Simply because a defense attorney is deemed to have "won" when his client is exonerated regardless of actual guilt; it does not follow that when an innocent defendant is convicted a prosecutor has won.....more has been lost than a mere statistic.

"Constructive disclosure" in place of actual disclosure at the expense of justice is what sets the 1/2 ass prosecutors apart from the rock it looks like Onken ethics will soon set the tone.

When Judge Pat yaps about cleaning up corruption at the courthouse tell her Brady may be great for New England but it is destroying the HCDAO.

Anonymous said...

Lykos & Chow have not been and will never be real lawyers so they do not need legal training.

Anonymous said...

This administration has been more than fair to the defense bar.

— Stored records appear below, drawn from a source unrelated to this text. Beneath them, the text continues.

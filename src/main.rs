// Offline run: generate shapes, train, and print the validation report.
// The HTTP front end lives in the `figure-server` binary.
use std::error::Error;

use clap::Parser;
use figure_nn::cli::ConfigArgs;
use figure_nn::logging::init_logging;
use figure_nn::{train_loop, DatasetGenerator, EvaluationReport, Network};
use serde::Serialize;

#[derive(Parser)]
#[command(version, about = "Train the shape classifier and report validation accuracy")]
struct Cli {
    #[command(flatten)]
    config: ConfigArgs,
}

#[derive(Serialize)]
struct RunSummary {
    epochs: usize,
    updates: usize,
    final_mean_error: f64,
    train_accuracy: EvaluationReport,
    validation_accuracy: EvaluationReport,
}

fn main() -> Result<(), Box<dyn Error>> {
    let cli = Cli::parse();
    init_logging(cli.config.verbose)?;

    let app = cli.config.load()?;
    let data = DatasetGenerator::standard(app.dataset_config()?)?;
    let mut network = Network::new(app.network_config()?)?;

    let train = data.train_set();
    let report = train_loop(&mut network, &train, &app.train_config()?)?;

    let summary = RunSummary {
        epochs: report.epochs.len(),
        updates: report.total_updates(),
        final_mean_error: report.last().map(|e| e.mean_error).unwrap_or(0.0),
        train_accuracy: EvaluationReport::evaluate(&network, &train),
        validation_accuracy: EvaluationReport::evaluate(&network, &data.validation_set()),
    };
    println!("{}", serde_json::to_string_pretty(&summary)?);

    Ok(())
}
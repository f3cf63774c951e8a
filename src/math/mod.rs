pub mod matrix;
pub mod vector;

pub use matrix::Matrix;
pub use vector::{argmax, hadamard, subtract};
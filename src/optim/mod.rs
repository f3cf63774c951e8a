pub mod learning_rate;
pub mod sgd;

pub use learning_rate::AdaptiveLearningRate;
pub use sgd::Sgd;
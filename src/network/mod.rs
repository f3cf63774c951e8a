pub mod config;
pub mod network;
pub mod predictor;

pub use config::NetworkConfig;
pub use network::{Activations, Network};
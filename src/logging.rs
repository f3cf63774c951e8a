use tracing::subscriber::SetGlobalDefaultError;
use tracing::Level;

/// Installs a compact `tracing-subscriber` formatter as the global default.
///
/// `verbosity` 0 logs at `INFO`, 1 at `DEBUG`, 2 and above at `TRACE`.
pub fn init_logging(verbosity: u8) -> Result<(), SetGlobalDefaultError> {
    let level = match verbosity {
        0 => Level::INFO,
        1 => Level::DEBUG,
        _ => Level::TRACE,
    };

    let subscriber = tracing_subscriber::fmt()
        .compact()
        .with_max_level(level)
        .with_target(false)
        .finish();

    tracing::subscriber::set_global_default(subscriber)
}
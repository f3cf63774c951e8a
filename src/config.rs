use std::path::Path;

use serde::{Serialize, Deserialize};

use crate::error::Result;
use crate::generator::DatasetConfig;
use crate::loss::ErrorFormula;
use crate::network::NetworkConfig;
use crate::train::TrainConfig;

/// Application configuration as read from a JSON file or assembled from
/// command-line flags.
///
/// Every field is optional so partial files are valid; `None` falls back to
/// the defaults of `NetworkConfig`, `TrainConfig` and `DatasetConfig`.
#[derive(Debug, Clone, Default, PartialEq, Serialize, Deserialize)]
#[serde(default, deny_unknown_fields)]
pub struct AppConfig {
    /// Side of the square pixel grid.
    pub image_side: Option<usize>,
    /// Width of the hidden layer.
    pub hidden_size: Option<usize>,
    pub epochs: Option<usize>,
    /// Training samples per shape class.
    pub train_count: Option<usize>,
    /// Validation samples per shape class.
    pub validation_count: Option<usize>,
    pub max_error: Option<f64>,
    pub min_alpha: Option<f64>,
    pub max_alpha: Option<f64>,
    pub error_formula: Option<ErrorFormula>,
    /// Probability of flipping a generated pixel.
    pub noise: Option<f64>,
    /// Seeds both weight initialization and data generation.
    pub seed: Option<u64>,
    pub host: Option<String>,
    pub port: Option<u16>,
}

impl AppConfig {
    pub fn load_json<P: AsRef<Path>>(path: P) -> Result<AppConfig> {
        let file = std::fs::File::open(path)?;
        let reader = std::io::BufReader::new(file);
        Ok(serde_json::from_reader(reader)?)
    }

    /// Merge configs where the second overwrites the first.
    pub fn merge(self, other: Self) -> Self {
        Self {
            image_side: other.image_side.or(self.image_side),
            hidden_size: other.hidden_size.or(self.hidden_size),
            epochs: other.epochs.or(self.epochs),
            train_count: other.train_count.or(self.train_count),
            validation_count: other.validation_count.or(self.validation_count),
            max_error: other.max_error.or(self.max_error),
            min_alpha: other.min_alpha.or(self.min_alpha),
            max_alpha: other.max_alpha.or(self.max_alpha),
            error_formula: other.error_formula.or(self.error_formula),
            noise: other.noise.or(self.noise),
            seed: other.seed.or(self.seed),
            host: other.host.or(self.host),
            port: other.port.or(self.port),
        }
    }

    pub fn network_config(&self) -> Result<NetworkConfig> {
        let defaults = NetworkConfig::default();
        let config = NetworkConfig {
            image_side: self.image_side.unwrap_or(defaults.image_side),
            hidden_size: self.hidden_size.unwrap_or(defaults.hidden_size),
            output_size: defaults.output_size,
            seed: self.seed,
        };
        config.validate()?;
        Ok(config)
    }

    pub fn train_config(&self) -> Result<TrainConfig> {
        let defaults = TrainConfig::default();
        let config = TrainConfig {
            epochs: self.epochs.unwrap_or(defaults.epochs),
            max_error: self.max_error.unwrap_or(defaults.max_error),
            min_alpha: self.min_alpha.unwrap_or(defaults.min_alpha),
            max_alpha: self.max_alpha.unwrap_or(defaults.max_alpha),
            error_formula: self.error_formula.unwrap_or(defaults.error_formula),
        };
        config.validate()?;
        Ok(config)
    }

    pub fn dataset_config(&self) -> Result<DatasetConfig> {
        let defaults = DatasetConfig::default();
        let config = DatasetConfig {
            image_side: self.image_side.unwrap_or(defaults.image_side),
            train_count: self.train_count.unwrap_or(defaults.train_count),
            validation_count: self.validation_count.unwrap_or(defaults.validation_count),
            noise: self.noise.unwrap_or(defaults.noise),
            seed: self.seed,
        };
        config.validate()?;
        Ok(config)
    }

    pub fn host(&self) -> &str {
        self.host.as_deref().unwrap_or("127.0.0.1")
    }

    pub fn port(&self) -> u16 {
        self.port.unwrap_or(8080)
    }
}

You now get offense reports, pretrial diversion and people to voice your opinions to if something goes wrong (and even if it doesn't).

In the meantime, one of your members Tyler Flood (HCCLA) gets in the newspaper and says what he says. Keep in mind this is the same guy that was defended on this blog. He showed he is no different than Andy Nolan. It seems to me that the HCCLA needs to get its act together before its members criticize the HCDA. We aren't going to defend your cases for you. Quit wining!

Anonymous said...

What I find appalling is that the training was basically designed to justify what Denise O. Did and make it accepted. The fact that they even said an open file policy is generally sufficient to satisfy Brady is so wrong its crazy. Bottom line, it has to be turned over. Orally, by motion, something.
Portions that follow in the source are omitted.